Le Soudan du Sud adhère à la Convention sur l'interdiction des mines antipersonnel

Avertissement anti-mines.

11 novembre 2011 – Le Soudan du Sud, qui a accédé à l'indépendance le 9 juillet 2011, a adhéré vendredi à la Convention sur l'interdiction des mines antipersonnel, ou Convention d'Ottawa, devenant ainsi le 158ème Etat à accepter d'être légalement lié par cet instrument humanitaire.

« La prolifération des mines au Soudan du Sud constitue un grave problème pour la reconstruction et le développement et empêche les activités agricoles », a déclaré Gazmend Turdiu, président du traité. « En adhérant à la Convention, le Soudan du Sud s'engage à déminer son territoire, à assister les victimes, et à ne jamais employer de mines antipersonnel ».

Selon les Nations Unies, à la date de septembre 2011, un total de 3.210 blessés et 1.263 morts dus aux mines avaient été signalés dans le pays. Depuis 2005, plus de 25.000 mines ont été détruites. A ce jour, plus de 2.700 survivants d'explosions de mines ont été traités.

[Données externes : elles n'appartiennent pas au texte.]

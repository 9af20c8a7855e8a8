use spelldrill_domain::{AttemptRecord, SessionResults};
use tracing::debug;

/// Running tally for one session. `finalize` consumes it, so results are
/// produced once.
#[derive(Debug, Default)]
pub struct SessionAggregator {
    results: SessionResults,
}

impl SessionAggregator {
    pub fn new() -> Self {
        Self::default()
    }

    pub fn record_attempt(&mut self, attempt: AttemptRecord) {
        self.results.attempts.push(attempt);
    }

    pub fn record_correct(&mut self) {
        self.results.correct += 1;
        self.results.total += 1;
    }

    pub fn record_incorrect(&mut self) {
        self.results.total += 1;
    }

    pub fn snapshot(&self) -> &SessionResults {
        &self.results
    }

    pub fn finalize(self) -> SessionResults {
        debug!(
            correct = self.results.correct,
            total = self.results.total,
            "session results finalized"
        );
        self.results
    }
}

#[cfg(test)]
mod tests {
    use super::*;
    use spelldrill_domain::{InputMethod, WordId};

    #[test]
    fn correct_counts_toward_both_totals() {
        let mut aggregator = SessionAggregator::new();
        aggregator.record_correct();
        aggregator.record_incorrect();
        aggregator.record_attempt(AttemptRecord {
            word_id: WordId::new("1"),
            user_input: "cat".into(),
            input_method: InputMethod::Typing,
            is_correct: true,
        });
        let results = aggregator.finalize();
        assert_eq!(results.correct, 1);
        assert_eq!(results.total, 2);
        assert_eq!(results.attempts.len(), 1);
    }
}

« En tant qu'Etat partie, le Soudan du Sud a le droit de demander aux autres Etats parties de l'aider dans le déminage et à répondre aux besoins des victimes d'explosions de mines antipersonnel », a dit Gazmend Turdiu.

Avec l'adhésion du Soudan du Sud à la Convention, il y a presque une adhésion universelle à ce traité historique en Afrique sub-saharienne, où tous les pays sauf la Somalie, ont adhéré. L'adhésion du Soudan du Sud sera probablement suivie par celles de la Finlande et de la Pologne qui ont indiqué qu'ils prenaient des mesures pour adhérer au traité. En septembre, Tuvalu est devenu le 157ème Etat à adhérer la Convention.

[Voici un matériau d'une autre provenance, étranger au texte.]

use std::collections::VecDeque;
use std::sync::{Arc, Mutex};

use async_trait::async_trait;
use thiserror::Error;
use tracing::{debug, warn};

/// Why a recognition attempt produced no transcript.
#[derive(Clone, Debug, Error, PartialEq, Eq)]
pub enum RecognitionError {
    #[error("No speech detected. Please speak clearly and try again.")]
    NoSpeech,
    #[error("Microphone error. Please check your device settings.")]
    AudioCapture,
    #[error("Microphone permission denied. Please enable it in Settings.")]
    PermissionDenied,
    #[error("Network error. Please check your internet connection.")]
    Network,
    #[error("Voice recognition was stopped.")]
    Cancelled,
    #[error("Voice recognition error: {0}")]
    Other(String),
}

impl RecognitionError {
    /// Map a raw platform error code or message onto a cause.
    pub fn classify(raw: &str) -> Self {
        let lowered = raw.to_lowercase();
        if lowered.contains("no-speech") || lowered.contains("no speech") {
            Self::NoSpeech
        } else if lowered.contains("audio-capture") || lowered.contains("audio capture") {
            Self::AudioCapture
        } else if lowered.contains("not-allowed") || lowered.contains("permission") {
            Self::PermissionDenied
        } else if lowered.contains("network") {
            Self::Network
        } else if lowered.contains("aborted") {
            Self::Cancelled
        } else if raw.trim().is_empty() {
            Self::Other("Voice recognition failed. Please try again.".to_string())
        } else {
            Self::Other(raw.trim().to_string())
        }
    }

    pub fn title(&self) -> &'static str {
        "Voice Recognition Error"
    }
}

/// Device speech recognition. Each `listen` yields exactly one outcome.
#[async_trait]
pub trait SpeechRecognizer: Send + Sync {
    async fn listen(&self) -> Result<String, RecognitionError>;

    async fn stop(&self);

    /// Tear down listeners; the recognizer is not used after this.
    async fn release(&self) {
        self.stop().await;
    }
}

/// Guarantees at most one recognition in flight for a session.
pub struct ListeningSession {
    recognizer: Arc<dyn SpeechRecognizer>,
    listening: bool,
}

impl ListeningSession {
    pub fn new(recognizer: Arc<dyn SpeechRecognizer>) -> Self {
        Self {
            recognizer,
            listening: false,
        }
    }

    pub fn is_listening(&self) -> bool {
        self.listening
    }

    pub async fn listen(&mut self) -> Result<String, RecognitionError> {
        if self.listening {
            debug!("stopping previous recognition before listening again");
            self.recognizer.stop().await;
        }
        self.listening = true;
        let outcome = self.recognizer.listen().await;
        self.listening = false;
        if let Err(err) = &outcome {
            warn!(%err, "recognition failed");
        }
        outcome
    }

    pub async fn stop(&mut self) {
        if self.listening {
            self.recognizer.stop().await;
        }
        self.listening = false;
    }
}

/// Replays a fixed list of outcomes; an exhausted script reports `Cancelled`.
#[derive(Default)]
pub struct ScriptedRecognizer {
    script: Mutex<VecDeque<Result<String, RecognitionError>>>,
    listens: Mutex<usize>,
    released: Mutex<bool>,
}

impl ScriptedRecognizer {
    pub fn new<I, S>(transcripts: I) -> Self
    where
        I: IntoIterator<Item = S>,
        S: Into<String>,
    {
        Self::from_outcomes(transcripts.into_iter().map(|t| Ok(t.into())))
    }

    pub fn from_outcomes<I>(outcomes: I) -> Self
    where
        I: IntoIterator<Item = Result<String, RecognitionError>>,
    {
        Self {
            script: Mutex::new(outcomes.into_iter().collect()),
            ..Default::default()
        }
    }

    pub fn listen_count(&self) -> usize {
        self.listens.lock().map(|n| *n).unwrap_or_default()
    }

    pub fn is_released(&self) -> bool {
        self.released.lock().map(|r| *r).unwrap_or_default()
    }
}

#[async_trait]
impl SpeechRecognizer for ScriptedRecognizer {
    async fn listen(&self) -> Result<String, RecognitionError> {
        if let Ok(mut count) = self.listens.lock() {
            *count += 1;
        }
        self.script
            .lock()
            .map_err(|err| RecognitionError::Other(err.to_string()))?
            .pop_front()
            .unwrap_or(Err(RecognitionError::Cancelled))
    }

    async fn stop(&self) {}

    async fn release(&self) {
        if let Ok(mut released) = self.released.lock() {
            *released = true;
        }
    }
}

La Convention a été adoptée à Oslo en 1997 et signée la même année à Ottawa. Elle est entrée en vigueur en 1999. À ce jour, 158 États sont parties à la Convention et 153 d'entre eux ne possèdent plus de stocks de mines. Plus de 44,5 millions de mines ont été détruites par les États parties.

En outre, 34 des 50 Etats qui ont produit par le passé des mines antipersonnel sont désormais soumis à l'interdiction de production imposée par la Convention. La plupart des autres États ont instauré un moratoire sur la production et/ou le transfert de mines.